The WVDNR #1103, located in Wetzel County, West Virginia, was drilled to a measured depth of 12,335 feet (horizontal lateral length of 4,875 feet) and is a 100% working interest well owned by Triad Hunter. The well was fraced with 16 stages. The WVDNR #1103 tested at an initial flowing production rate of 10.5 MMcfe per day (10.4 MMcf per day of natural gas, 20 Bbls of natural gas liquids per day and 100 Bbl–s of water per day) on an adjustable choke with 1,790 psi FCP.
The WVDNR #1104, located in Wetzel County, West Virginia, was drilled to a measured depth of 11,864 feet (horizontal lateral length of 4,100 feet) and is a 100% working interest well owned by Triad Hunter. The well was fraced with 16 stages.
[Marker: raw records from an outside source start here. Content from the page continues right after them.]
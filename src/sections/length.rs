//! Length sections - check minimum and maximum length.
//!
//! Length is the number of Unicode scalar values, not bytes.

use super::SectionResult;
use crate::error::ViolationKind;
use crate::rules::RuleSet;

/// Checks the minimum length requirement.
///
/// # Returns
/// - `Err(ViolationKind::MinLength)` if the candidate is too short
/// - `Ok(())` if long enough or no minimum is configured
pub fn min_length_section(rules: &RuleSet, candidate: &str) -> SectionResult {
    if rules.min_length == 0 {
        return Ok(());
    }
    if candidate.chars().count() >= rules.min_length {
        Ok(())
    } else {
        Err(ViolationKind::MinLength)
    }
}

/// Checks the maximum length requirement.
///
/// # Returns
/// - `Err(ViolationKind::MaxLength)` if the candidate is too long
/// - `Ok(())` if short enough or no maximum is configured
pub fn max_length_section(rules: &RuleSet, candidate: &str) -> SectionResult {
    if rules.max_length == 0 {
        return Ok(());
    }
    if candidate.chars().count() <= rules.max_length {
        Ok(())
    } else {
        Err(ViolationKind::MaxLength)
    }
}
The WVDNR #1104 tested at an initial flowing production rate of 10.4 MMcfe per day (9.56 MMcf per day of natural gas, 74 Bbls of natural gas liquids per day and 300 Bbls of water per day) on an adjustable choke with 1,450 psi FCP.
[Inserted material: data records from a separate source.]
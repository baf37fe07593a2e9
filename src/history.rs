//! Disallowed values management
//!
//! A candidate can be rejected because it appears in a fixed list of
//! forbidden strings or because an application-level store (for example a
//! hashed password history) reports it as previously used.

use std::collections::HashSet;
use std::fmt;
use std::path::{Path, PathBuf};
use std::sync::Arc;

use crate::error::DisallowedListError;

/// Environment variable holding the path of a newline-delimited disallowed list.
pub const DISALLOWED_PATH_ENV: &str = "PLEXITY_DISALLOWED_PATH";

const DEFAULT_DISALLOWED_PATH: &str = "./assets/disallowed.txt";

/// A lookup into an external password history.
///
/// Implementations receive the raw candidate; hashing or normalizing it
/// before comparison is up to the implementation.
pub trait HistoryStore: Send + Sync {
    /// Returns `true` when `candidate` is disallowed.
    fn check_history(&self, candidate: &str) -> bool;
}

impl<F> HistoryStore for F
where
    F: Fn(&str) -> bool + Send + Sync,
{
    fn check_history(&self, candidate: &str) -> bool {
        self(candidate)
    }
}

/// An explicit set of forbidden strings, matched exactly.
#[derive(Debug, Clone, Default, PartialEq, Eq)]
pub struct DisallowedList {
    entries: HashSet<String>,
}

impl DisallowedList {
    pub fn new<I, S>(entries: I) -> Self
    where
        I: IntoIterator<Item = S>,
        S: Into<String>,
    {
        Self {
            entries: entries.into_iter().map(Into::into).collect(),
        }
    }

    /// Loads the list from the path in `PLEXITY_DISALLOWED_PATH`, falling back
    /// to `./assets/disallowed.txt`.
    pub fn from_env() -> Result<Self, DisallowedListError> {
        Self::from_path(disallowed_list_path())
    }

    /// Loads a newline-delimited list from `path`.
    ///
    /// Each line is trimmed and blank lines are skipped. Entries keep their
    /// case: matching is exact.
    ///
    /// # Errors
    ///
    /// Returns error if:
    /// - File does not exist
    /// - File cannot be read
    /// - File contains no entries
    pub fn from_path<P: AsRef<Path>>(path: P) -> Result<Self, DisallowedListError> {
        let path = path.as_ref();

        if !path.exists() {
            #[cfg(feature = "tracing")]
            tracing::error!("Disallowed list loading FAILED: FileNotFound {:?}", path);
            return Err(DisallowedListError::FileNotFound(path.to_path_buf()));
        }

        let content = std::fs::read_to_string(path)?;

        if content.trim().is_empty() {
            #[cfg(feature = "tracing")]
            tracing::error!("Disallowed list loading FAILED: Empty file {:?}", path);
            return Err(DisallowedListError::EmptyFile);
        }

        let list = Self::new(content.lines().map(str::trim).filter(|l| !l.is_empty()));

        #[cfg(feature = "tracing")]
        tracing::info!(
            "Disallowed list loaded: {} entries from {:?}",
            list.len(),
            path
        );

        Ok(list)
    }

    pub fn contains(&self, candidate: &str) -> bool {
        self.entries.contains(candidate)
    }

    pub fn len(&self) -> usize {
        self.entries.len()
    }

    pub fn is_empty(&self) -> bool {
        self.entries.is_empty()
    }
}

/// Returns the disallowed list file path.
///
/// Priority:
/// 1. Environment variable `PLEXITY_DISALLOWED_PATH`
/// 2. Default path `./assets/disallowed.txt`
pub fn disallowed_list_path() -> PathBuf {
    std::env::var(DISALLOWED_PATH_ENV)
        .map(PathBuf::from)
        .unwrap_or_else(|_| PathBuf::from(DEFAULT_DISALLOWED_PATH))
}

/// Where the not-in rule looks candidates up.
#[derive(Clone)]
pub enum DisallowedSource {
    List(DisallowedList),
    Store(Arc<dyn HistoryStore>),
}

impl DisallowedSource {
    /// Wraps an external history store.
    pub fn store<S: HistoryStore + 'static>(store: S) -> Self {
        DisallowedSource::Store(Arc::new(store))
    }

    /// Returns `true` when the source rejects `candidate`.
    pub fn contains(&self, candidate: &str) -> bool {
        match self {
            DisallowedSource::List(list) => list.contains(candidate),
            DisallowedSource::Store(store) => store.check_history(candidate),
        }
    }
}

impl fmt::Debug for DisallowedSource {
    fn fmt(&self, f: &mut fmt::Formatter<'_>) -> fmt::Result {
        match self {
            DisallowedSource::List(list) => f.debug_tuple("List").field(list).finish(),
            DisallowedSource::Store(_) => f.write_str("Store(..)"),
        }
    }
}

impl From<DisallowedList> for DisallowedSource {
    fn from(list: DisallowedList) -> Self {
        DisallowedSource::List(list)
    }
}

impl From<Arc<dyn HistoryStore>> for DisallowedSource {
    fn from(store: Arc<dyn HistoryStore>) -> Self {
        DisallowedSource::Store(store)
    }
}

impl From<HashSet<String>> for DisallowedSource {
    fn from(entries: HashSet<String>) -> Self {
        DisallowedSource::List(DisallowedList { entries })
    }
}

impl From<Vec<String>> for DisallowedSource {
    fn from(entries: Vec<String>) -> Self {
        DisallowedSource::List(DisallowedList::new(entries))
    }
}

impl From<Vec<&str>> for DisallowedSource {
    fn from(entries: Vec<&str>) -> Self {
        DisallowedSource::List(DisallowedList::new(entries))
    }
}

impl From<&[&str]> for DisallowedSource {
    fn from(entries: &[&str]) -> Self {
        DisallowedSource::List(DisallowedList::new(entries.iter().copied()))
    }
}

impl<const N: usize> From<[&str; N]> for DisallowedSource {
    fn from(entries: [&str; N]) -> Self {
        DisallowedSource::List(DisallowedList::new(entries))
    }
}

#[cfg(test)]
mod tests {
    use super::*;
    use serial_test::serial;
    use std::io::Write;
    use tempfile::NamedTempFile;

    /// Helper to safely set env var in tests
    fn set_env(key: &str, value: &str) {
        // SAFETY: tests touching the environment are #[serial]
        unsafe {
            std::env::set_var(key, value);
        }
    }

    /// Helper to safely remove env var in tests
    fn remove_env(key: &str) {
        // SAFETY: tests touching the environment are #[serial]
        unsafe {
            std::env::remove_var(key);
        }
    }

    #[test]
    #[serial]
    fn test_disallowed_list_path_default() {
        remove_env(DISALLOWED_PATH_ENV);

        let path = disallowed_list_path();
        assert_eq!(path, PathBuf::from("./assets/disallowed.txt"));
    }

    #[test]
    #[serial]
    fn test_disallowed_list_path_from_env() {
        let custom_path = "/custom/path/disallowed.txt";
        set_env(DISALLOWED_PATH_ENV, custom_path);

        let path = disallowed_list_path();
        assert_eq!(path, PathBuf::from(custom_path));

        remove_env(DISALLOWED_PATH_ENV);
    }

    #[test]
    #[serial]
    fn test_from_env_file_not_found() {
        set_env(DISALLOWED_PATH_ENV, "/nonexistent/path/disallowed.txt");

        let result = DisallowedList::from_env();
        match result {
            Err(DisallowedListError::FileNotFound(p)) => {
                assert_eq!(p, PathBuf::from("/nonexistent/path/disallowed.txt"));
            }
            other => panic!("Expected FileNotFound error, got {other:?}"),
        }

        remove_env(DISALLOWED_PATH_ENV);
    }

    #[test]
    #[serial]
    fn test_from_env_success() {
        let mut temp_file = NamedTempFile::new().expect("Failed to create temp file");
        writeln!(temp_file, "Example2").expect("Failed to write");
        writeln!(temp_file, "An3xampl3").expect("Failed to write");

        let path = temp_file.path().to_str().unwrap();
        set_env(DISALLOWED_PATH_ENV, path);

        let list = DisallowedList::from_env().expect("list should load");
        assert_eq!(list.len(), 2);
        assert!(list.contains("An3xampl3"));

        remove_env(DISALLOWED_PATH_ENV);
    }

    #[test]
    fn test_from_path_empty_file() {
        let mut temp_file = NamedTempFile::new().expect("Failed to create temp file");
        write!(temp_file, "  \n\n").expect("Failed to write");

        let result = DisallowedList::from_path(temp_file.path());
        assert!(matches!(result, Err(DisallowedListError::EmptyFile)));
    }

    #[test]
    fn test_from_path_trims_and_skips_blank_lines() {
        let mut temp_file = NamedTempFile::new().expect("Failed to create temp file");
        writeln!(temp_file, "  Password  ").expect("Failed to write");
        writeln!(temp_file).expect("Failed to write");
        writeln!(temp_file, "R0seBu9").expect("Failed to write");
        writeln!(temp_file, "R0seBu9").expect("Failed to write");

        let list = DisallowedList::from_path(temp_file.path()).unwrap();
        assert_eq!(list.len(), 2);
        assert!(list.contains("Password"));
        assert!(list.contains("R0seBu9"));
    }

    #[test]
    fn test_list_matching_is_exact() {
        let list = DisallowedList::new(["Password"]);
        assert!(list.contains("Password"));
        assert!(!list.contains("password"));
        assert!(!list.contains("Password "));
        assert!(!list.contains("Pass"));
    }

    #[test]
    fn test_source_from_static_entries() {
        let source = DisallowedSource::from(vec!["Example2", "An3xampl3"]);
        assert!(matches!(source, DisallowedSource::List(_)));
        assert!(source.contains("Example2"));
        assert!(!source.contains("Example3"));

        let source = DisallowedSource::from(["one"]);
        assert!(source.contains("one"));
    }

    #[test]
    fn test_source_delegates_to_store() {
        let source = DisallowedSource::store(|candidate: &str| candidate.len() == 3);
        assert!(matches!(source, DisallowedSource::Store(_)));
        assert!(source.contains("abc"));
        assert!(!source.contains("abcd"));
    }

    #[test]
    fn test_store_receives_raw_candidate() {
        let source = DisallowedSource::store(|candidate: &str| candidate == "  Raw Value ");
        assert!(source.contains("  Raw Value "));
        assert!(!source.contains("Raw Value"));
    }

    #[test]
    fn test_source_debug_hides_store() {
        let source = DisallowedSource::store(|_: &str| false);
        assert_eq!(format!("{source:?}"), "Store(..)");
    }
}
All of these Marcellus wells were tested and are currently producing on a capacity constrained basis due to volume limitations of the existing midstream infrastructure. The Company expects these constraints to be completely alleviated on or before October 31 upon the completion of new pipeline construction and installation of additional production capacity.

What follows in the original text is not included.